Trigonometric functions:

 acos( x)
Return the arc cosine of x, in radians.

 asin( x)
Return the arc sine of x, in radians.

 atan( x)
Return the arc tangent of x, in radians.

 atan2( y, x)
Return `atan(y / x)`, in radians. The result is between `-pi` and `pi`. The vector in the plane from the origin to point `(x, y)` makes this angle with the positive X axis. The point of atan2() is that the signs of both inputs are known to it, so it can compute the correct quadrant for the angle. For example, `atan(1`) and `atan2(1, 1)` are both `pi/4`, but `atan2(-1, -1)` is `-3*pi/4`.

 cos( x)
Return the cosine of x radians.

 hypot( x, y)
Return the Euclidean norm, `sqrt(x*x + y*y)`. This is the length of the vector from the origin to point `(x, y)`.

 sin( x)
Return the sine of x radians.

 tan( x)
Return the tangent of x radians.

Angular conversion:

 degrees( x)
Converts angle x from radians to degrees.
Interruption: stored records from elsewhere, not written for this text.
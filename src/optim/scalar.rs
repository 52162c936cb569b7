//! Bounded scalar minimization (Brent's method)
//!
//! Golden-section search accelerated by parabolic interpolation, restricted
//! to a closed interval. Terminates once the bracket is within `xatol` of
//! the incumbent or after `maxiter` function evaluations.

use anyhow::Result;

/// Default absolute tolerance on `x`
pub const DEFAULT_XATOL: f64 = 1e-5;

/// Outcome of [`minimize_scalar_bounded`]
#[derive(Debug, Clone)]
pub struct ScalarResult {
    pub x: f64,
    pub fun: f64,
    /// Number of function evaluations
    pub nfev: usize,
    /// False when the evaluation budget ran out or a NaN was produced
    pub success: bool,
    pub message: String,
}

/// Minimize `f` on `[a, b]`
pub fn minimize_scalar_bounded<F>(
    mut f: F,
    bounds: (f64, f64),
    maxiter: usize,
    xatol: f64,
) -> Result<ScalarResult>
where
    F: FnMut(f64) -> Result<f64>,
{
    let (mut a, mut b) = bounds;
    anyhow::ensure!(
        a.is_finite() && b.is_finite(),
        "bounds must be finite, got [{a}, {b}]"
    );
    anyhow::ensure!(a <= b, "lower bound {a} exceeds upper bound {b}");
    anyhow::ensure!(maxiter > 0, "maxiter must be positive");

    let sqrt_eps = f64::EPSILON.sqrt();
    let golden_mean = 0.5 * (3.0 - 5f64.sqrt());

    let mut fulc = a + golden_mean * (b - a);
    let mut nfc = fulc;
    let mut xf = fulc;
    let mut rat: f64 = 0.0;
    let mut e: f64 = 0.0;
    let mut fx = f(xf)?;
    let mut num = 1;
    let mut fu = f64::INFINITY;
    let mut ffulc = fx;
    let mut fnfc = fx;
    let mut xm = 0.5 * (a + b);
    let mut tol1 = sqrt_eps * xf.abs() + xatol / 3.0;
    let mut tol2 = 2.0 * tol1;
    let mut exhausted = false;

    while (xf - xm).abs() > tol2 - 0.5 * (b - a) {
        let mut golden = true;

        if e.abs() > tol1 {
            golden = false;
            let mut r = (xf - nfc) * (fx - ffulc);
            let mut q = (xf - fulc) * (fx - fnfc);
            let mut p = (xf - fulc) * q - (xf - nfc) * r;
            q = 2.0 * (q - r);
            if q > 0.0 {
                p = -p;
            }
            q = q.abs();
            r = e;
            e = rat;

            if p.abs() < (0.5 * q * r).abs() && p > q * (a - xf) && p < q * (b - xf) {
                // parabolic step
                rat = p / q;
                let x = xf + rat;
                if (x - a) < tol2 || (b - x) < tol2 {
                    rat = tol1 * sign_or_one(xm - xf);
                }
            } else {
                golden = true;
            }
        }

        if golden {
            e = if xf >= xm { a - xf } else { b - xf };
            rat = golden_mean * e;
        }

        let x = xf + sign_or_one(rat) * rat.abs().max(tol1);
        fu = f(x)?;
        num += 1;

        if fu <= fx {
            if x >= xf {
                a = xf;
            } else {
                b = xf;
            }
            fulc = nfc;
            ffulc = fnfc;
            nfc = xf;
            fnfc = fx;
            xf = x;
            fx = fu;
        } else {
            if x < xf {
                a = x;
            } else {
                b = x;
            }
            if fu <= fnfc || nfc == xf {
                fulc = nfc;
                ffulc = fnfc;
                nfc = x;
                fnfc = fu;
            } else if fu <= ffulc || fulc == xf || fulc == nfc {
                fulc = x;
                ffulc = fu;
            }
        }

        xm = 0.5 * (a + b);
        tol1 = sqrt_eps * xf.abs() + xatol / 3.0;
        tol2 = 2.0 * tol1;

        if num >= maxiter {
            exhausted = true;
            break;
        }
    }

    let (success, message) = if xf.is_nan() || fx.is_nan() || fu.is_nan() {
        (false, "NaN result encountered.".to_string())
    } else if exhausted {
        (false, "Maximum number of function calls reached.".to_string())
    } else {
        (true, "Solution found.".to_string())
    };

    Ok(ScalarResult {
        x: xf,
        fun: fx,
        nfev: num,
        success,
        message,
    })
}

/// `sign(v)`, with 0 mapped to 1
fn sign_or_one(v: f64) -> f64 {
    if v < 0.0 {
        -1.0
    } else {
        1.0
    }
}

#[cfg(test)]
mod tests {
    use super::*;

    #[test]
    fn test_quadratic_minimum() {
        let res = minimize_scalar_bounded(|x| Ok((x - 0.3).powi(2)), (0.0, 1.0), 100, DEFAULT_XATOL).unwrap();
        assert!(res.success, "{}", res.message);
        assert!((res.x - 0.3).abs() < 1e-4);
        assert!(res.fun < 1e-8);
    }

    #[test]
    fn test_minimum_at_bound() {
        let res = minimize_scalar_bounded(|x| Ok(x), (2.0, 5.0), 200, DEFAULT_XATOL).unwrap();
        assert!(res.success);
        assert!(res.x - 2.0 < 1e-3);
        assert!(res.x >= 2.0);
    }

    #[test]
    fn test_budget_exhaustion_reports_failure() {
        let res = minimize_scalar_bounded(|x| Ok((x - 0.7).powi(2)), (0.0, 1.0), 3, DEFAULT_XATOL).unwrap();
        assert!(!res.success);
        assert_eq!(res.nfev, 3);
    }

    #[test]
    fn test_step_function_terminates() {
        let res = minimize_scalar_bounded(
            |x| Ok(if x > 0.42 { -1.0 } else { 0.0 }),
            (0.0, 1.0),
            100,
            DEFAULT_XATOL,
        )
        .unwrap();
        assert!(res.nfev <= 100);
        assert!(res.x >= 0.0 && res.x <= 1.0);
    }

    #[test]
    fn test_errors_propagate() {
        let res = minimize_scalar_bounded(|_| anyhow::bail!("boom"), (0.0, 1.0), 10, DEFAULT_XATOL);
        assert!(res.is_err());
        assert!(minimize_scalar_bounded(|x| Ok(x), (1.0, 0.0), 10, DEFAULT_XATOL).is_err());
    }
}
Converts angle x from degrees to radians.

Hyperbolic functions:

 cosh( x)
Return the hyperbolic cosine of x.

 sinh( x)
Return the hyperbolic sine of x.

 tanh( x)
Return the hyperbolic tangent of x.

The module also defines two mathematical constants:

pi
The mathematical constant pi.

e
The mathematical constant e.

Note: The math module consists mostly of thin wrappers around the platform C math library functions. Behavior in exceptional cases is loosely specified by the C standards, and Python inherits much of its math-function error-reporting behavior from the platform C implementation. As a result, the specific exceptions raised in error cases (and even whether some arguments are considered to be exceptional at all) are not defined in any useful cross-platform or cross-release way. For example, whether `math.log(0)` returns `-Inf` or raises ValueError or OverflowError isn't defined, and in cases where `math.log(0)` raises OverflowError, `math.log(0L)` may raise ValueError instead.